Nell'era dei cantanti di flamenco di plastica, dell'imitazione rozza e rozza, e del flamencoGli esattori delle tasse con le loro copie carbone dei loro repertori, Ismael arriva sognando Triana e la sua dolcezza. Ricamando i testi, ha chiamato alla distrazione, sapendo il fatto suo, e ha fatto tremare il pubblico dal momento in cui ha aperto la gabbia fino al lamento. La Triana soleá, per il suo bene, che era giocare con me come se giocassi a biliardo, collegandolo con Pinea a suo piacimento, strappando le ole dalle radici, perché a volte non è il come, ma il dove. Intrecciò la petenera soleá con quella del Sandbox che premeva su quello di Charamusco o nell'apolá, solleticando i dolci bassi e correndo verso il cielo con jinque, mentre gli si dà lo scirocco per concatenare insieme una manciata di terze sentite, tra sussurri e falsetti, per fissare il paloE da allora fino alla fine della festa, fu tutto una fantasia. E tutto suo.
Ha attaccato una granaina di ghirlande d'argento evocando Vallejo con i messia della vidalità e un paio di coraggiosi abandolaos, cucendo le transizioni come se fossero nati così canteSembrava glorioso. E diverso. Entrò dove voleva, decostruendo il titititrán Si avventurò in tutti gli angoli che gli parevano, flirtando con il ritmo, che affrontava con intimità. A voce bassa, temperò i ritmi ritmati e ritmati delle gioie di Cordova e del suo breve passaggio a Cadice. E il pubblico esplose in un applauso per l'intervallo.
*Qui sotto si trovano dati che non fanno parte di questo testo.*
//! Command-line interface for the QSMon device monitor.

mod adb;
mod session;

use std::collections::HashMap;
use std::path::PathBuf;
use std::sync::Arc;
use std::time::Duration;

use anyhow::{Context, Result};
use clap::{Parser, Subcommand};
use serde_json::json;
use tokio::sync::oneshot;

use qsmon_commands::processors::RebootProcessor;
use qsmon_commands::{
    parse_bool, AnyCommand, CommandFactory, CommandHandler, CommandKind, CommandTask, FeatureRegistry,
    ProcessorRegistry, TaskConfig, WorkerPool, WorkerPoolConfig,
};
use qsmon_core::{event_handler, telemetry, topics, AppConfig, Event, EventManager};

use crate::adb::AdbShellAdapter;
use crate::session::MonitorSession;

/// QSMon - monitor and control a Q-Symphony soundbar over adb.
#[derive(Parser, Debug)]
#[command(name = "qsmon")]
#[command(author, version, about, long_about = None)]
struct Args {
    /// Action to perform.
    #[command(subcommand)]
    command: Commands,

    /// Configuration file.
    #[arg(short, long, global = true)]
    config: Option<PathBuf>,

    /// Device serial passed to adb.
    #[arg(short, long, global = true)]
    serial: Option<String>,

    /// Verbose output.
    #[arg(short, long, global = true)]
    verbose: bool,
}

/// Available commands.
#[derive(Subcommand, Debug)]
enum Commands {
    /// Run a single device command and print its result as JSON.
    Run {
        /// Command kind, e.g. `symphony_status`.
        kind: String,
        /// Command parameter, repeatable.
        #[arg(short, long = "param", value_name = "KEY=VALUE", value_parser = parse_param)]
        params: Vec<(String, String)>,
        /// Per-attempt timeout in seconds.
        #[arg(short, long)]
        timeout: Option<u64>,
    },
    /// Poll the enabled features' commands and log bus events until Ctrl-C.
    Monitor {
        /// Seconds between polling cycles.
        #[arg(short, long)]
        interval: Option<u64>,
        /// Feature to enable, repeatable. Defaults to the configured ones.
        #[arg(short, long = "feature")]
        features: Vec<String>,
    },
    /// List supported command kinds.
    Kinds,
}

fn parse_param(raw: &str) -> Result<(String, String), String> {
    match raw.split_once('=') {
        Some((key, value)) if !key.trim().is_empty() => Ok((key.trim().to_string(), value.to_string())),
        _ => Err(format!("expected KEY=VALUE, got '{}'", raw)),
    }
}

#[tokio::main]
async fn main() -> Result<()> {
    let args = Args::parse();

    let mut config = AppConfig::load(args.config.as_deref()).context("Failed to load configuration")?;
    if let Some(serial) = args.serial {
        config.device.serial = Some(serial);
    }
    if args.verbose {
        config.logging.level = "debug".to_string();
    }
    telemetry::init_logging(&config.logging);

    match args.command {
        Commands::Kinds => {
            list_kinds();
            Ok(())
        }
        Commands::Run { kind, params, timeout } => run_command(&config, &kind, params, timeout).await,
        Commands::Monitor { interval, features } => run_monitor(&config, interval, features).await,
    }
}

fn list_kinds() {
    for kind in CommandKind::ALL {
        println!("{:<24} {}", kind.as_str(), kind.type_name());
    }
}

/// Connect to the configured device, failing early when it is unreachable.
async fn connect(config: &AppConfig) -> Result<Arc<AdbShellAdapter>> {
    let adapter = Arc::new(AdbShellAdapter::from_config(&config.device));
    if !adapter.refresh().await {
        anyhow::bail!(
            "Device {} is not connected (adb: {})",
            adapter.serial().unwrap_or("<default>"),
            config.device.adb_path
        );
    }
    Ok(adapter)
}

/// Run one command through a task on the worker pool.
async fn run_command(
    config: &AppConfig,
    kind: &str,
    params: Vec<(String, String)>,
    timeout: Option<u64>,
) -> Result<()> {
    let kind: CommandKind = kind.parse()?;
    let params: HashMap<String, String> = params.into_iter().collect();

    let adapter = connect(config).await?;
    let command = CommandFactory::new(adapter).build(kind, &params)?;

    let mut task_config = TaskConfig::from(&config.engine);
    if let Some(secs) = timeout {
        task_config.timeout = Duration::from_secs(secs);
    }

    // Reboots are announced and confirmed on the bus.
    let events = Arc::new(EventManager::new());
    let handler = Arc::new(CommandHandler::new());
    if kind == CommandKind::Reboot {
        let logged = event_handler(|event| {
            tracing::info!(topic = event.topic(), payload = ?event.payload(), "Event");
            Ok(())
        });
        events.register_event_handler(topics::REBOOT_REQUESTED, logged.clone());
        events.register_event_handler(topics::REBOOT_COMPLETED, logged);

        let reboot = Arc::new(RebootProcessor::new(events.clone()));
        handler.register_processor(reboot.clone());
        reboot.request(params.get("sync").and_then(|v| parse_bool(v)).unwrap_or(true));
    }

    let (tx, rx) = oneshot::channel();
    let task = CommandTask::new(command)
        .with_config(task_config)
        .on_complete(move |command: &AnyCommand, result| {
            handler.handle_command(command, &result);
            let _ = tx.send(result);
        });

    let pool = WorkerPool::new(WorkerPoolConfig::from(&config.engine));
    let report = pool
        .run(task)
        .await
        .context("Worker stopped before the task finished")?;
    let result = rx.await.context("Task finished without a result")?;

    let output = json!({
        "report": &report,
        "data": result.data().map(|output| output.to_json()),
        "error": result.error(),
    });
    println!("{}", serde_json::to_string_pretty(&output)?);

    if !report.success {
        anyhow::bail!("{} failed: {}", report.command, report.error.unwrap_or_default());
    }
    Ok(())
}

/// Topics logged by `monitor`.
const MONITORED_TOPICS: [&str; 13] = [
    topics::DEVICE_CONNECTION_CHANGED,
    topics::SESSION_STATE_CHANGED,
    topics::REBOOT_REQUESTED,
    topics::REBOOT_COMPLETED,
    topics::DEVICE_INFO_UPDATED,
    topics::SYMPHONY_STATUS_UPDATED,
    topics::SYMPHONY_GROUP_UPDATED,
    topics::SYMPHONY_VOLUME_UPDATED,
    topics::QS_STATE_CHANGED,
    topics::SYMPHONY_GROUP_STATE_CHANGED,
    topics::PREFERENCE_DATA_UPDATED,
    topics::NETWORK_INTERFACE_UPDATED,
    topics::CRASH_DETECTED,
];

/// Wire features to processors and poll until Ctrl-C.
async fn run_monitor(config: &AppConfig, interval: Option<u64>, features: Vec<String>) -> Result<()> {
    let adapter = Arc::new(AdbShellAdapter::from_config(&config.device));
    let events = Arc::new(EventManager::new());
    let handler = Arc::new(CommandHandler::new());
    let processors = ProcessorRegistry::new();
    let registry = FeatureRegistry::with_default_features();

    let enabled = if !features.is_empty() {
        features
    } else if !config.monitor.features.is_empty() {
        config.monitor.features.clone()
    } else {
        registry.enabled_features()
    };

    for feature in &enabled {
        match processors.get_or_create_builtin(feature, &events) {
            Some(processor) => {
                let bound = handler.register_processor(processor);
                tracing::info!(feature = %feature, kinds = bound, "Enabled feature");
            }
            None => tracing::warn!(feature = %feature, "Unknown feature, skipping"),
        }
    }

    // Subscribers attach once the bus is ready.
    events.add_ready_listener(|bus| {
        let log = event_handler(|event| {
            println!("{}", serde_json::to_string(event).unwrap_or_else(|_| event.topic().to_string()));
            Ok(())
        });
        for topic in MONITORED_TOPICS {
            bus.register_event_handler(topic, log.clone());
        }
    });
    events.set_ready();

    let kinds = registry.command_kinds_for_features(enabled.as_slice());
    if kinds.is_empty() {
        anyhow::bail!("No command kinds to poll; check the enabled features");
    }

    let factory = CommandFactory::new(adapter.clone());
    let pool = WorkerPool::new(WorkerPoolConfig::from(&config.engine));
    let task_config = TaskConfig::from(&config.engine);
    let period = Duration::from_secs(interval.unwrap_or(config.monitor.interval_secs).max(1));
    let mut ticker = tokio::time::interval(period);
    let mut connected = false;
    let mut session = MonitorSession::new(events.clone());
    session.start();

    tracing::info!(kinds = kinds.len(), interval_secs = period.as_secs(), "Monitoring started");
    loop {
        tokio::select! {
            _ = tokio::signal::ctrl_c() => {
                session.stop();
                tracing::info!("Monitoring stopped");
                break;
            }
            _ = ticker.tick() => {
                let now_connected = adapter.refresh().await;
                if now_connected != connected {
                    connected = now_connected;
                    events.emit(Event::DeviceConnectionChanged {
                        connected,
                        device_serial: adapter.serial().unwrap_or_default().to_string(),
                        connection_type: "usb".to_string(),
                    });
                    session.device_connection_changed(connected);
                }
                if !connected || !session.is_running() {
                    tracing::debug!("Device not connected, skipping cycle");
                    continue;
                }
                poll_once(&factory, &pool, &handler, &kinds, &task_config).await;
            }
        }
    }

    processors.remove_bus(&events);
    Ok(())
}

/// Run every kind once and route the results.
async fn poll_once(
    factory: &CommandFactory,
    pool: &WorkerPool,
    handler: &Arc<CommandHandler>,
    kinds: &[CommandKind],
    task_config: &TaskConfig,
) {
    let mut running = Vec::with_capacity(kinds.len());
    for kind in kinds {
        let command = match factory.build(*kind, &HashMap::new()) {
            Ok(command) => command,
            Err(e) => {
                tracing::warn!(kind = %kind, error = %e, "Failed to build command");
                continue;
            }
        };
        let handler = handler.clone();
        let task = CommandTask::new(command)
            .with_config(task_config.clone())
            .on_complete(move |command: &AnyCommand, result| {
                handler.handle_command(command, &result);
            });
        running.push(pool.submit(task));
    }

    for outcome in futures::future::join_all(running).await {
        match outcome {
            Ok(report) if !report.success => {
                tracing::debug!(command = report.command, error = ?report.error, "Poll failed");
            }
            Ok(_) => {}
            Err(e) => tracing::error!(error = %e, "Worker task failed"),
        }
    }
}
"Nell'era dei cantanti di flamenco di plastica, dell'imitazione rozza e rozza, e del flamencoCon le sue copie carbone del repertorio, Ismael arriva sognando Triana e la sua sciropposa dolcezza. Ricamando i testi, ha chiamato alla distrazione, sapendo il fatto suo, e ha fatto rabbrividire il pubblico dal momento in cui ha aperto la gabbia fino al lamento.

Ha continuato con la noce calda ispirata dall'assolo di chitarra di Acedo, che ha reso omaggio con la sua versione arabesca al gioiello lasciatoci in eredità da Nino RicardoJoselito teneva Ismael saldamente in mano e lo trasportava con invidiabile abilità. Nonostante il suo modo di suonare la chitarra apparentemente semplice, gli trasmetteva la tensione necessaria, sorreggendolo alla perfezione, mettendo in risalto la filosofia del "meno è meglio" della profonda tradizione flamenca di Triana, conferendogli sufficiente sostanza da rendere l'abbinamento un'esperienza che tradiva la profonda passione del popolo gitano.
Ha abbracciato l'accompagnamento senza tempo della bambera con i fandango, proprio come si faceva agli inizi, dimostrando la sua profonda conoscenza delle antiche tradizioni. E le ha intrecciate con stile, come è giusto che sia. Ha brillato nella taranta in stile Vallejo di Levante, e senza soluzione di continuità hanno finito per rendere omaggio a Manuel Molina da rilassate bulerías, Lol Eccolo lì per qualche istante. Affondava le unghie con eleganza e talento, traboccante di sensibilità, tracciando con il suo fraseggio il sentiero che tocca la sinistra. Inserì il testo nella Moneo Il cinese, il Luce sui balconi de Fernandito Terremoto…e nei loro lamenti, in stile Marchena, da Vallejo, dalla cantina gitana di Triana, a Chiquete e duecento anni di cante Davvero, uno di quelli che ti toccano l'anima. E quando mi aveva già sciolto, chiudendo il libro con Tutto è colorato, lo formò con i tanghi dei bassifondi di quell'altra sponda del fiume, senza dimenticare Malaga e Il Piyayo.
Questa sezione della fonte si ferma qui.